Top of Record extracts

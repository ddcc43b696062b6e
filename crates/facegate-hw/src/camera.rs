//! V4L2 webcam capture via the `v4l` crate.

use crate::frame::{self, Frame};
use std::path::Path;
use thiserror::Error;
use v4l::buffer::Type as BufType;
use v4l::io::traits::CaptureStream;
use v4l::prelude::*;
use v4l::video::Capture;
use v4l::FourCC;

#[derive(Error, Debug)]
pub enum CameraError {
    #[error("device not found: {0}")]
    DeviceNotFound(String),
    #[error("capture failed: {0}")]
    CaptureFailed(String),
    #[error("device busy")]
    DeviceBusy,
    #[error("format negotiation failed: {0}")]
    FormatNegotiationFailed(String),
    #[error("streaming not supported")]
    StreamingNotSupported,
}

/// Info about a discovered V4L2 device.
#[derive(Debug, Clone)]
pub struct DeviceInfo {
    pub path: String,
    pub name: String,
    pub driver: String,
    pub bus: String,
}

/// Negotiated pixel format for the camera.
#[derive(Debug, Clone, Copy, PartialEq, Eq)]
pub enum PixelFormat {
    /// YUYV 4:2:2 packed (2 bytes/pixel, extract Y channel).
    Yuyv,
    /// 8-bit grayscale (1 byte/pixel).
    Grey,
}

/// V4L2 camera device handle.
pub struct Camera {
    device: Device,
    pub width: u32,
    pub height: u32,
    pub device_path: String,
    pub fourcc: FourCC,
    pixel_format: PixelFormat,
}

impl Camera {
    /// Open a V4L2 camera device by path (e.g., "/dev/video0").
    pub fn open(device_path: &str) -> Result<Self, CameraError> {
        if !Path::new(device_path).exists() {
            return Err(CameraError::DeviceNotFound(device_path.to_string()));
        }

        let device = Device::with_path(device_path).map_err(|e| {
            if e.to_string().contains("busy") || e.to_string().contains("EBUSY") {
                CameraError::DeviceBusy
            } else {
                CameraError::DeviceNotFound(format!("{device_path}: {e}"))
            }
        })?;

        let caps = device.query_caps().map_err(|e| {
            CameraError::CaptureFailed(format!("failed to query capabilities: {e}"))
        })?;

        tracing::info!(
            device = device_path,
            driver = %caps.driver,
            card = %caps.card,
            "opened camera"
        );

        if !caps.capabilities.contains(v4l::capability::Flags::VIDEO_CAPTURE) {
            return Err(CameraError::StreamingNotSupported);
        }

        // Request YUYV at 640x480 (the common webcam default); accept GREY
        // if the driver negotiates it instead.
        let mut fmt = device.format().map_err(|e| {
            CameraError::FormatNegotiationFailed(format!("failed to get format: {e}"))
        })?;

        fmt.fourcc = FourCC::new(b"YUYV");
        fmt.width = 640;
        fmt.height = 480;

        let negotiated = device.set_format(&fmt).map_err(|e| {
            CameraError::FormatNegotiationFailed(format!("failed to set format: {e}"))
        })?;

        let fourcc = negotiated.fourcc;
        let pixel_format = if fourcc == FourCC::new(b"YUYV") {
            PixelFormat::Yuyv
        } else if fourcc == FourCC::new(b"GREY") {
            PixelFormat::Grey
        } else {
            return Err(CameraError::FormatNegotiationFailed(format!(
                "unsupported pixel format: {fourcc:?} (need YUYV or GREY)"
            )));
        };

        tracing::info!(
            width = negotiated.width,
            height = negotiated.height,
            fourcc = ?fourcc,
            "negotiated format"
        );

        Ok(Self {
            device,
            width: negotiated.width,
            height: negotiated.height,
            device_path: device_path.to_string(),
            fourcc,
            pixel_format,
        })
    }

    /// Capture a single frame, converting to grayscale if needed.
    pub fn capture_frame(&self) -> Result<Frame, CameraError> {
        let mut stream =
            MmapStream::with_buffers(&self.device, BufType::VideoCapture, 4).map_err(|e| {
                CameraError::CaptureFailed(format!("failed to create mmap stream: {e}"))
            })?;

        let (buf, meta) = stream
            .next()
            .map_err(|e| CameraError::CaptureFailed(format!("failed to dequeue buffer: {e}")))?;

        let gray = self.buf_to_grayscale(buf)?;
        let is_dark = frame::is_dark_frame(&gray, 0.95);

        Ok(Frame {
            data: gray,
            width: self.width,
            height: self.height,
            timestamp: std::time::Instant::now(),
            sequence: meta.sequence,
            is_dark,
        })
    }

    /// Convert a raw buffer to grayscale based on the negotiated format.
    fn buf_to_grayscale(&self, buf: &[u8]) -> Result<Vec<u8>, CameraError> {
        let pixels = (self.width * self.height) as usize;

        match self.pixel_format {
            PixelFormat::Grey => {
                if buf.len() < pixels {
                    return Err(CameraError::CaptureFailed(format!(
                        "GREY buffer too short: expected {pixels}, got {}",
                        buf.len()
                    )));
                }
                Ok(buf[..pixels].to_vec())
            }
            PixelFormat::Yuyv => frame::yuyv_to_grayscale(buf, self.width, self.height)
                .map_err(|e| CameraError::CaptureFailed(format!("YUYV conversion failed: {e}"))),
        }
    }

    /// List available V4L2 video capture devices.
    pub fn list_devices() -> Vec<DeviceInfo> {
        let mut devices = Vec::new();

        for i in 0..16 {
            let path = format!("/dev/video{i}");
            if !Path::new(&path).exists() {
                continue;
            }
            let Ok(dev) = Device::with_path(&path) else {
                continue;
            };
            let Ok(caps) = dev.query_caps() else {
                continue;
            };
            if !caps.capabilities.contains(v4l::capability::Flags::VIDEO_CAPTURE) {
                continue;
            }
            devices.push(DeviceInfo {
                path,
                name: caps.card.clone(),
                driver: caps.driver.clone(),
                bus: caps.bus.clone(),
            });
        }

        devices
    }
}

Bottom of Record extracts

How many lines of the data above include the word "derive"? Only that number should be returned.

3